[Saved entries]
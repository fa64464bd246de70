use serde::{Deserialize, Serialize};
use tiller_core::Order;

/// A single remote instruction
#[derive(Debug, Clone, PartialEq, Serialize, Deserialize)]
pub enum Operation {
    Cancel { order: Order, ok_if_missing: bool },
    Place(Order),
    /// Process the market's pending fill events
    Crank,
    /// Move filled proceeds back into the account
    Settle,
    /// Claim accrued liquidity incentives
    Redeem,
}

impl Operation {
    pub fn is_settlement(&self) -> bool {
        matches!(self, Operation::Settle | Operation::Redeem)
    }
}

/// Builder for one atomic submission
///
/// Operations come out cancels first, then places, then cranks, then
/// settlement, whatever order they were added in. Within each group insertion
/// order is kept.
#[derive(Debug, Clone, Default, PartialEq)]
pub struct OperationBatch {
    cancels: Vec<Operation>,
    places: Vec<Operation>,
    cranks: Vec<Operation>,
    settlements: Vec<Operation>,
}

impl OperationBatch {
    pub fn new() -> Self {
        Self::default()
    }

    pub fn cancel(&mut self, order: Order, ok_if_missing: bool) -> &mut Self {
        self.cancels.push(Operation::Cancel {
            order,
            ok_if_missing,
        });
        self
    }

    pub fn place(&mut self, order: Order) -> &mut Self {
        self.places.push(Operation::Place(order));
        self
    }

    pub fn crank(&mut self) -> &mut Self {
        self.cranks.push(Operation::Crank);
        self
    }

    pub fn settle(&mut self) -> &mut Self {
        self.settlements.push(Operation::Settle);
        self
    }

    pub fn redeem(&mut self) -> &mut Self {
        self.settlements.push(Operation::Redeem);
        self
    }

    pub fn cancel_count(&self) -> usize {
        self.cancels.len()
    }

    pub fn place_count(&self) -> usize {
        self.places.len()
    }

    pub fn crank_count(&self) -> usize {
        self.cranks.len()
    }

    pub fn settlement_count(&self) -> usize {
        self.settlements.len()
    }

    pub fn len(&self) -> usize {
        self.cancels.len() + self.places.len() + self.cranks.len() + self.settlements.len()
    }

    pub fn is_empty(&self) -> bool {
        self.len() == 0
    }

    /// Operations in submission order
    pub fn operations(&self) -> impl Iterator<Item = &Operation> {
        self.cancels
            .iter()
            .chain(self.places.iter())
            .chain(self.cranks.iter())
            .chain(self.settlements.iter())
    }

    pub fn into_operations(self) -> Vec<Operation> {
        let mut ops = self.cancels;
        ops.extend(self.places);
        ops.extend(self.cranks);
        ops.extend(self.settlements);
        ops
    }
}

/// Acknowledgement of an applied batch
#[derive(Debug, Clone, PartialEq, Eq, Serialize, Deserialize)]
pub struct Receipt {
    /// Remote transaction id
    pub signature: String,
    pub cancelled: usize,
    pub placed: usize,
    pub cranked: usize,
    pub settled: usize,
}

→ What you have to do
Could you return every line from the entries above in which the string "bool" occurs?

→ Response
    Cancel { order: Order, ok_if_missing: bool },
    pub fn is_settlement(&self) -> bool {
    pub fn cancel(&mut self, order: Order, ok_if_missing: bool) -> &mut Self {
    pub fn is_empty(&self) -> bool {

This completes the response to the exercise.